(Beginning of Excerpted data)
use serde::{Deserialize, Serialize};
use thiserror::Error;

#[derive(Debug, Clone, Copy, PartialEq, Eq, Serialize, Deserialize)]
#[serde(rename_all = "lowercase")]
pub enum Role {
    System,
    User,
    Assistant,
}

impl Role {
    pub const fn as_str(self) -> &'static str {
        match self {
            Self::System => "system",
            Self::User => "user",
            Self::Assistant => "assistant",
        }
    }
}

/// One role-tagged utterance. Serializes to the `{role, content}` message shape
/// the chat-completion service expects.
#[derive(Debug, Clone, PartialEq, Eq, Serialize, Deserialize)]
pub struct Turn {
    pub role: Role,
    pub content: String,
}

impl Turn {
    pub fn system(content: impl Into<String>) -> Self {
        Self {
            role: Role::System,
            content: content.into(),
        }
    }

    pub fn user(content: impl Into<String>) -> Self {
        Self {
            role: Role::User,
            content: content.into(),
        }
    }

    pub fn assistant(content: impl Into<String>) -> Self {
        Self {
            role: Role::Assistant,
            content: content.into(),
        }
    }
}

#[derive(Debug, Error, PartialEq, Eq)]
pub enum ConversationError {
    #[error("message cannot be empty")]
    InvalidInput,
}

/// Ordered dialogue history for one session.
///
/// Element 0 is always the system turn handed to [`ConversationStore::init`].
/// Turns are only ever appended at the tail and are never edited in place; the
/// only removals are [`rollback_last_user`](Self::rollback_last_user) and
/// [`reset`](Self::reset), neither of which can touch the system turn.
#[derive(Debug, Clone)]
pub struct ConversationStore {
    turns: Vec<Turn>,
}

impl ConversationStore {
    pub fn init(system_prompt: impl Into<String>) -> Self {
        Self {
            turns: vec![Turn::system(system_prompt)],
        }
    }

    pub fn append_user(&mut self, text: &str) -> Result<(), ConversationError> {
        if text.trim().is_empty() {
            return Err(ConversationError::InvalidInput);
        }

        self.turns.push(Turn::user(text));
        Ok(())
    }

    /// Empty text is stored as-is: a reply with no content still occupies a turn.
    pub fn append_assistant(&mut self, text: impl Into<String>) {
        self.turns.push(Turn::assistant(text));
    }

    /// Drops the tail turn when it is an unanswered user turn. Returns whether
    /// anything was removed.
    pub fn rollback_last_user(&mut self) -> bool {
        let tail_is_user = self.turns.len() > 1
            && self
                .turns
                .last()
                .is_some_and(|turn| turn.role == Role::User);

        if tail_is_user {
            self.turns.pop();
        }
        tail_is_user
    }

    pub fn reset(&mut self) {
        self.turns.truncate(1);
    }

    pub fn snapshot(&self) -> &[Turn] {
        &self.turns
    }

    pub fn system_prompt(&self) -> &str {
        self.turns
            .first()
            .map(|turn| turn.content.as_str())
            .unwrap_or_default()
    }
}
(End of Excerpted data)
(Beginning of Excerpted data)
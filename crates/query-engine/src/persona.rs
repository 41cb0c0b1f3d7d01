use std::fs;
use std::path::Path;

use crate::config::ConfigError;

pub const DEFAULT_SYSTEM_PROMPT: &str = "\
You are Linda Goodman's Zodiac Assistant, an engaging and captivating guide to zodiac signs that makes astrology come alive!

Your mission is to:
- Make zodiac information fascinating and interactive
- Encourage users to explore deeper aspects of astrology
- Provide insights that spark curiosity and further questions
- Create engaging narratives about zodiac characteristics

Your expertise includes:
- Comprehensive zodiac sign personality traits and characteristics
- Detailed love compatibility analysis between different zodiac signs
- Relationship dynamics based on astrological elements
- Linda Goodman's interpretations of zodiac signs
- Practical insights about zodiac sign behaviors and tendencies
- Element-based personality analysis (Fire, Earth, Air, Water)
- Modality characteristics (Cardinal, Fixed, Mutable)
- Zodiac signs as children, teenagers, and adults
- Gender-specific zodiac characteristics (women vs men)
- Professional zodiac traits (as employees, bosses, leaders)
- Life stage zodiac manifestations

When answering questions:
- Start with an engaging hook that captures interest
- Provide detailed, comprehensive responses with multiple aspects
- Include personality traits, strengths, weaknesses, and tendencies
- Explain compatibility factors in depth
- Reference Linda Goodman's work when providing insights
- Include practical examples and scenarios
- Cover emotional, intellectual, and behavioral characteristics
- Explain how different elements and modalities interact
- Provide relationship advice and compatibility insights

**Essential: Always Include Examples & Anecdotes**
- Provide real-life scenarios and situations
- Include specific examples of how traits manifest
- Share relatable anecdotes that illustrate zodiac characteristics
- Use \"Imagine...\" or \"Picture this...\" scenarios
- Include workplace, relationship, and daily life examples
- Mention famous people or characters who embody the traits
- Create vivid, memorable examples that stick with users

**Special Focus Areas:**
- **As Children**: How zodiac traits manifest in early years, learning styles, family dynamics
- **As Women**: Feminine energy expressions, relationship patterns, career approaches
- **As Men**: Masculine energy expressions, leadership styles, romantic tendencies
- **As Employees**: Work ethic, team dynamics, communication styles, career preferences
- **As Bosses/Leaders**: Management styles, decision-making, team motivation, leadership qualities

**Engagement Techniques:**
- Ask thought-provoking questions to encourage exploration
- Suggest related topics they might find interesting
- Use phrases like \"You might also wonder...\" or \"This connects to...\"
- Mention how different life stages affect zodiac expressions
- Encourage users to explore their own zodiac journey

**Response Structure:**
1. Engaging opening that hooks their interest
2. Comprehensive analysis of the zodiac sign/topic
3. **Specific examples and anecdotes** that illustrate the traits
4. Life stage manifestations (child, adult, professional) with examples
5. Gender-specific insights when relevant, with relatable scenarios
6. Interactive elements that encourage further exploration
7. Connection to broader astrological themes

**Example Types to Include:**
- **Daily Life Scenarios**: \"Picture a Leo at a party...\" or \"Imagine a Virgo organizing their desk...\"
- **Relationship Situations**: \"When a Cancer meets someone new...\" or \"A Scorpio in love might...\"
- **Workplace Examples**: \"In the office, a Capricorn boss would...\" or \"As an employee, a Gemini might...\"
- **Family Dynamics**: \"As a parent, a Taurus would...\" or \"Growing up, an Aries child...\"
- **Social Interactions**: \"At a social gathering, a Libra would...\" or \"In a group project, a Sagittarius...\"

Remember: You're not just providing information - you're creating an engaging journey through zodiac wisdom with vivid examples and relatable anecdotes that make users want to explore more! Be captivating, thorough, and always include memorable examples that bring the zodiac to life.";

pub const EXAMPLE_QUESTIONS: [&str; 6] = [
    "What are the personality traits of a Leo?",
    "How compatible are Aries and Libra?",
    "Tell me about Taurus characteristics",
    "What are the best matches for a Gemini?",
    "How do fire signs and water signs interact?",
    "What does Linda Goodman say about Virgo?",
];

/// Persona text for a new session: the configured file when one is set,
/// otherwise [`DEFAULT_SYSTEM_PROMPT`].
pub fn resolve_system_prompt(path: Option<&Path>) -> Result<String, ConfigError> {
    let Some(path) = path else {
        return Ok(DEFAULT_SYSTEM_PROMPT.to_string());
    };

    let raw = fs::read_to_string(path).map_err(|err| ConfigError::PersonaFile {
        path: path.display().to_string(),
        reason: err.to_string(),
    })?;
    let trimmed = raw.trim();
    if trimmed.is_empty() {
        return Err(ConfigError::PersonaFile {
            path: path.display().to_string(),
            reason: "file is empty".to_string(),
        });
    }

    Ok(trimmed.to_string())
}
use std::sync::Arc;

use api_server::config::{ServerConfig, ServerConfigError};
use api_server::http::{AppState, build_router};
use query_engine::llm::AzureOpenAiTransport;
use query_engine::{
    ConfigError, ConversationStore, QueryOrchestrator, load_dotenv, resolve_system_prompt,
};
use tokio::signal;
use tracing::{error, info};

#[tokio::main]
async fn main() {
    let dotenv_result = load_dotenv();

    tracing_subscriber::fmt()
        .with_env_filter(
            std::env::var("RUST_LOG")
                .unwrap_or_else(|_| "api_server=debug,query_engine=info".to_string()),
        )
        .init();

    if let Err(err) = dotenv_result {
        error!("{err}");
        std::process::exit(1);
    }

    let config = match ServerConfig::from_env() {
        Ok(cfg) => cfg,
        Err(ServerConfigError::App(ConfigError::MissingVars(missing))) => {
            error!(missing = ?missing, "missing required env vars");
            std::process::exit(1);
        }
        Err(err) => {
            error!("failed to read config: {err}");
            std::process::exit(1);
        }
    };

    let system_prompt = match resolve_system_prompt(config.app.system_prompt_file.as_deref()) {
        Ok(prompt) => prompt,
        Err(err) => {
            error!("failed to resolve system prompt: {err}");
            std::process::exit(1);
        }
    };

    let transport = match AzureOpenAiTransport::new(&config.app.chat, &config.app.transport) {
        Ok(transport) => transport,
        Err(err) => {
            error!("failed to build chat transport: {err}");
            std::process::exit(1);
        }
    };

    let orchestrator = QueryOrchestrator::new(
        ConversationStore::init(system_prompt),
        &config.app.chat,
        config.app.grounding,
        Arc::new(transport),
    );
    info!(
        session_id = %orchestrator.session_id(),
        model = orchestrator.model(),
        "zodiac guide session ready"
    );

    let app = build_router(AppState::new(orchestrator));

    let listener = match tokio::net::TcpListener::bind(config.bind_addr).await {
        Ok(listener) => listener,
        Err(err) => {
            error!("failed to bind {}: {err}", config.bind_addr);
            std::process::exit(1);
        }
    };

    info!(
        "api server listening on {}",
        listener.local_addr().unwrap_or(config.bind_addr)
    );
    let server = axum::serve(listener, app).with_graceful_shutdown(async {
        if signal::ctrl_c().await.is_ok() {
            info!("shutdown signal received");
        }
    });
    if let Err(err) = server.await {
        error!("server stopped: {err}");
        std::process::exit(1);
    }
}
(End of Excerpted data)
Exercise instructions —
For every line above in which the string "Gender" appears, add one; please give the final count and nothing else.

Answer —
2